=== TASK BRIEF ===
Set every entry down again precisely.
START SUPPLIED MATERIAL
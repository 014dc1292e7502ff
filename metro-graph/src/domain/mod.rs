//! Domain types for the transit-network container.
//!
//! This module contains the leaf model types: station and track identities,
//! the closed kind enumerations, and per-kind edge slots. Topology
//! invariants (edge symmetry, identifier uniqueness) are maintained by the
//! [`Network`](crate::network::Network) construction operations, so code
//! holding these types can trust them.

mod error;
mod station;
mod track;

pub use error::NetworkError;
pub use station::{EdgeMap, Station, StationId, StationKind, Transfer};
pub use track::{Track, TrackId, TrackKind};
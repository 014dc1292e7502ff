//! Least-loaded placement of individual data items.

use tracing::debug;

use crate::domain::{Station, StationId, StationKind, TrackKind};
use crate::network::Network;

impl<T> Network<T> {
    /// Inserts one item, appending a station to the least-loaded line.
    ///
    /// An existing `preferred_line` wins regardless of its kind or load.
    /// Otherwise the target is the main or branch line with the fewest
    /// stations; among equally short lines the winner is unspecified.
    /// Express and loop tracks are never targeted. On an empty network a
    /// fresh main line `main_0` is opened for the item.
    ///
    /// The appended station is named `{track_id}_auto_{n}` (`n` the track's
    /// station count before the append), chained to the previous end of the
    /// line via the track's own edge kind, and takes over the terminal tag
    /// from it. Appending to a registered but empty track leaves the new
    /// station unlinked and untagged.
    ///
    /// Returns the id of the station holding the item.
    pub fn insert_data_optimally(&mut self, item: T, preferred_line: Option<&str>) -> StationId {
        let picked = preferred_line
            .and_then(|line| self.tracks.get(line))
            .or_else(|| {
                self.tracks
                    .values()
                    .filter(|track| matches!(track.kind(), TrackKind::Main | TrackKind::Branch))
                    .min_by_key(|track| track.len())
            });

        let Some(track) = picked else {
            debug!("no main or branch line yet, opening main_0");
            let track = self.create_main_line("main_0", vec![item], "blue");
            // The fresh line holds exactly the one station just created.
            return track.stations()[0].clone();
        };
        let track_id = track.id().clone();
        let kind = track.kind();
        let color = track.color().to_string();
        let position = track.len();
        let last_id = track.stations().last().cloned();

        let id = StationId::from(format!("{track_id}_auto_{position}"));
        let kind_tag = if last_id.is_some() {
            StationKind::Terminal
        } else {
            StationKind::Regular
        };
        let mut station = Station::new(id.clone(), item, kind_tag);
        station.line_colors.insert(color);
        self.stations.insert(id.clone(), station);

        if let Some(last) = &last_id {
            if let Some(previous_end) = self.stations.get_mut(last.as_str()) {
                if previous_end.kind == StationKind::Terminal {
                    previous_end.kind = StationKind::Regular;
                }
            }
            self.chain(kind, last, &id);
        }

        if let Some(track) = self.tracks.get_mut(track_id.as_str()) {
            track.stations.push(id.clone());
        }
        self.total_data_items += 1;
        debug!(station = %id, track = %track_id, "inserted item");
        id
    }
}
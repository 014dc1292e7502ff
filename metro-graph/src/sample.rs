//! A ready-made concrete network: the Ankara metro.
//!
//! Handy as demo data and as a realistic fixture covering every construction
//! operation at once: a trunk line, two branches, an express overlay, a loop
//! shortcut and two transfer hubs.

use crate::network::Network;

/// Builds the Ankara metro as a `Network<String>` of station names.
///
/// Layout: the M1 trunk runs Kızılay to Ostim; M2 branches toward Çayyolu
/// from the Kızılay end and M3 toward Törekent from the Ostim end; an
/// express overlay joins the two trunk termini; a loop shortcut links the
/// outer ends of the branches; both branch entrances are transfer hubs with
/// their trunk anchor.
pub fn ankara_metro() -> Network<String> {
    let mut network = Network::new();

    let m1 = ["Kızılay", "Sıhhiye", "Ulus", "Akköprü", "İvedik", "Ostim"];
    network.create_main_line("M1_Line", m1.iter().map(|s| s.to_string()).collect(), "blue");

    // Kızılay toward Çayyolu
    let m2 = ["Kavaklıdere", "Bilkent", "Çayyolu"];
    network
        .create_branch_line(
            "M2_Branch",
            "M1_Line_station_0",
            m2.iter().map(|s| s.to_string()).collect(),
            "green",
        )
        .expect("M1_Line_station_0 exists");

    // Ostim toward Törekent
    let m3 = ["Batıkent", "Törekent"];
    network
        .create_branch_line(
            "M3_Branch",
            "M1_Line_station_5",
            m3.iter().map(|s| s.to_string()).collect(),
            "red",
        )
        .expect("M1_Line_station_5 exists");

    // Express service between the trunk termini
    network
        .create_express_line("Express_Line", "M1_Line", &[0, 5], "yellow")
        .expect("M1_Line exists");

    // Çayyolu to Törekent shortcut
    network
        .create_loop_connection("M2_Branch_station_2", "M3_Branch_station_1", "orange")
        .expect("branch ends exist");

    network.add_transfer_connection("M1_Line_station_0", "M2_Branch_station_0", 1);
    network.add_transfer_connection("M1_Line_station_5", "M3_Branch_station_0", 1);

    network
}

#[cfg(test)]
mod tests {
    use super::*;
    use crate::domain::{StationKind, TrackKind};

    #[test]
    fn has_the_expected_shape() {
        let network = ankara_metro();
        // 6 trunk + 3 + 2 branch stations; express and loop add none.
        assert_eq!(network.station_count(), 11);
        assert_eq!(network.track_count(), 5);
        assert_eq!(network.total_data_items(), 11);

        let stats = network.get_network_statistics();
        assert_eq!(stats.track_distribution.get(&TrackKind::Main), Some(&1));
        assert_eq!(stats.track_distribution.get(&TrackKind::Branch), Some(&2));
        assert_eq!(stats.track_distribution.get(&TrackKind::Express), Some(&1));
        assert_eq!(stats.track_distribution.get(&TrackKind::Loop), Some(&1));
    }

    #[test]
    fn anchors_carry_their_later_roles() {
        let network = ankara_metro();
        // Both trunk ends were junctioned, expressed, then transferred;
        // the last applied role wins.
        assert_eq!(
            network.station("M1_Line_station_0").unwrap().kind(),
            StationKind::Transfer
        );
        assert_eq!(
            network.station("M1_Line_station_5").unwrap().kind(),
            StationKind::Transfer
        );
        assert_eq!(
            network.station("M2_Branch_station_2").unwrap().kind(),
            StationKind::Terminal
        );
    }

    #[test]
    fn payloads_resolve_by_name() {
        let network = ankara_metro();
        let station = network.station("M1_Line_station_2").unwrap();
        assert_eq!(station.payload(), "Ulus");
    }

    #[test]
    fn branches_are_reachable_from_the_trunk() {
        let network = ankara_metro();
        let route =
            network.find_optimal_route(&"Sıhhiye".to_string(), &"Törekent".to_string());
        assert!(!route.is_empty());
        assert_eq!(route.first().unwrap().as_str(), "M1_Line_station_1");
        assert_eq!(route.last().unwrap().as_str(), "M3_Branch_station_1");
    }

    #[test]
    fn loop_shortcut_joins_the_branch_ends() {
        let network = ankara_metro();
        let route =
            network.find_optimal_route(&"Çayyolu".to_string(), &"Törekent".to_string());
        assert_eq!(route.len(), 2);
    }

    #[test]
    fn bilkent_reaches_torekent_over_the_loop() {
        let network = ankara_metro();
        let route = network.find_optimal_route(&"Bilkent".to_string(), &"Törekent".to_string());
        let ids: Vec<&str> = route.iter().map(|id| id.as_str()).collect();
        assert_eq!(
            ids,
            [
                "M2_Branch_station_1",
                "M2_Branch_station_2",
                "M3_Branch_station_1",
            ]
        );
    }
}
END SUPPLIED MATERIAL
=== RESPONSE ===
repository 014dc1292e7502ff
filename metro-graph/src/domain/mod.rs
//! Domain types for the transit-network container.
//!
//! This module contains the leaf model types: station and track identities,
//! the closed kind enumerations, and per-kind edge slots. Topology
//! invariants (edge symmetry, identifier uniqueness) are maintained by the
//! [`Network`](crate::network::Network) construction operations, so code
//! holding these types can trust them.

mod error;
mod station;
mod track;

pub use error::NetworkError;
pub use station::{EdgeMap, Station, StationId, StationKind, Transfer};
pub use track::{Track, TrackId, TrackKind};
repository 014dc1292e7502ff
//! Least-loaded placement of individual data items.

use tracing::debug;

use crate::domain::{Station, StationId, StationKind, TrackKind};
use crate::network::Network;

impl<T> Network<T> {
    /// Inserts one item, appending a station to the least-loaded line.
    ///
    /// An existing `preferred_line` wins regardless of its kind or load.
    /// Otherwise the target is the main or branch line with the fewest
    /// stations; among equally short lines the winner is unspecified.
    /// Express and loop tracks are never targeted. On an empty network a
    /// fresh main line `main_0` is opened for the item.
    ///
    /// The appended station is named `{track_id}_auto_{n}` (`n` the track's
    /// station count before the append), chained to the previous end of the
    /// line via the track's own edge kind, and takes over the terminal tag
    /// from it. Appending to a registered but empty track leaves the new
    /// station unlinked and untagged.
    ///
    /// Returns the id of the station holding the item.
    pub fn insert_data_optimally(&mut self, item: T, preferred_line: Option<&str>) -> StationId {
        let picked = preferred_line
            .and_then(|line| self.tracks.get(line))
            .or_else(|| {
                self.tracks
                    .values()
                    .filter(|track| matches!(track.kind(), TrackKind::Main | TrackKind::Branch))
                    .min_by_key(|track| track.len())
            });

        let Some(track) = picked else {
            debug!("no main or branch line yet, opening main_0");
            let track = self.create_main_line("main_0", vec![item], "blue");
            // The fresh line holds exactly the one station just created.
            return track.stations()[0].clone();
        };
        let track_id = track.id().clone();
        let kind = track.kind();
        let color = track.color().to_string();
        let position = track.len();
        let last_id = track.stations().last().cloned();

        let id = StationId::from(format!("{track_id}_auto_{position}"));
        let kind_tag = if last_id.is_some() {
            StationKind::Terminal
        } else {
            StationKind::Regular
        };
        let mut station = Station::new(id.clone(), item, kind_tag);
        station.line_colors.insert(color);
        self.stations.insert(id.clone(), station);

        if let Some(last) = &last_id {
            if let Some(previous_end) = self.stations.get_mut(last.as_str()) {
                if previous_end.kind == StationKind::Terminal {
                    previous_end.kind = StationKind::Regular;
                }
            }
            self.chain(kind, last, &id);
        }

        if let Some(track) = self.tracks.get_mut(track_id.as_str()) {
            track.stations.push(id.clone());
        }
        self.total_data_items += 1;
        debug!(station = %id, track = %track_id, "inserted item");
        id
    }
}
repository 014dc1292e7502ff
filename metro-graph/src/sample.rs
//! A ready-made concrete network: the Ankara metro.
//!
//! Handy as demo data and as a realistic fixture covering every construction
//! operation at once: a trunk line, two branches, an express overlay, a loop
//! shortcut and two transfer hubs.

use crate::network::Network;

/// Builds the Ankara metro as a `Network<String>` of station names.
///
/// Layout: the M1 trunk runs Kızılay to Ostim; M2 branches toward Çayyolu
/// from the Kızılay end and M3 toward Törekent from the Ostim end; an
/// express overlay joins the two trunk termini; a loop shortcut links the
/// outer ends of the branches; both branch entrances are transfer hubs with
/// their trunk anchor.
pub fn ankara_metro() -> Network<String> {
    let mut network = Network::new();

    let m1 = ["Kızılay", "Sıhhiye", "Ulus", "Akköprü", "İvedik", "Ostim"];
    network.create_main_line("M1_Line", m1.iter().map(|s| s.to_string()).collect(), "blue");

    // Kızılay toward Çayyolu
    let m2 = ["Kavaklıdere", "Bilkent", "Çayyolu"];
    network
        .create_branch_line(
            "M2_Branch",
            "M1_Line_station_0",
            m2.iter().map(|s| s.to_string()).collect(),
            "green",
        )
        .expect("M1_Line_station_0 exists");

    // Ostim toward Törekent
    let m3 = ["Batıkent", "Törekent"];
    network
        .create_branch_line(
            "M3_Branch",
            "M1_Line_station_5",
            m3.iter().map(|s| s.to_string()).collect(),
            "red",
        )
        .expect("M1_Line_station_5 exists");

    // Express service between the trunk termini
    network
        .create_express_line("Express_Line", "M1_Line", &[0, 5], "yellow")
        .expect("M1_Line exists");

    // Çayyolu to Törekent shortcut
    network
        .create_loop_connection("M2_Branch_station_2", "M3_Branch_station_1", "orange")
        .expect("branch ends exist");

    network.add_transfer_connection("M1_Line_station_0", "M2_Branch_station_0", 1);
    network.add_transfer_connection("M1_Line_station_5", "M3_Branch_station_0", 1);

    network
}

#[cfg(test)]
mod tests {
    use super::*;
    use crate::domain::{StationKind, TrackKind};

    #[test]
    fn has_the_expected_shape() {
        let network = ankara_metro();
        // 6 trunk + 3 + 2 branch stations; express and loop add none.
        assert_eq!(network.station_count(), 11);
        assert_eq!(network.track_count(), 5);
        assert_eq!(network.total_data_items(), 11);

        let stats = network.get_network_statistics();
        assert_eq!(stats.track_distribution.get(&TrackKind::Main), Some(&1));
        assert_eq!(stats.track_distribution.get(&TrackKind::Branch), Some(&2));
        assert_eq!(stats.track_distribution.get(&TrackKind::Express), Some(&1));
        assert_eq!(stats.track_distribution.get(&TrackKind::Loop), Some(&1));
    }

    #[test]
    fn anchors_carry_their_later_roles() {
        let network = ankara_metro();
        // Both trunk ends were junctioned, expressed, then transferred;
        // the last applied role wins.
        assert_eq!(
            network.station("M1_Line_station_0").unwrap().kind(),
            StationKind::Transfer
        );
        assert_eq!(
            network.station("M1_Line_station_5").unwrap().kind(),
            StationKind::Transfer
        );
        assert_eq!(
            network.station("M2_Branch_station_2").unwrap().kind(),
            StationKind::Terminal
        );
    }

    #[test]
    fn payloads_resolve_by_name() {
        let network = ankara_metro();
        let station = network.station("M1_Line_station_2").unwrap();
        assert_eq!(station.payload(), "Ulus");
    }

    #[test]
    fn branches_are_reachable_from_the_trunk() {
        let network = ankara_metro();
        let route =
            network.find_optimal_route(&"Sıhhiye".to_string(), &"Törekent".to_string());
        assert!(!route.is_empty());
        assert_eq!(route.first().unwrap().as_str(), "M1_Line_station_1");
        assert_eq!(route.last().unwrap().as_str(), "M3_Branch_station_1");
    }

    #[test]
    fn loop_shortcut_joins_the_branch_ends() {
        let network = ankara_metro();
        let route =
            network.find_optimal_route(&"Çayyolu".to_string(), &"Törekent".to_string());
        assert_eq!(route.len(), 2);
    }

    #[test]
    fn bilkent_reaches_torekent_over_the_loop() {
        let network = ankara_metro();
        let route = network.find_optimal_route(&"Bilkent".to_string(), &"Törekent".to_string());
        let ids: Vec<&str> = route.iter().map(|id| id.as_str()).collect();
        assert_eq!(
            ids,
            [
                "M2_Branch_station_1",
                "M2_Branch_station_2",
                "M3_Branch_station_1",
            ]
        );
    }
}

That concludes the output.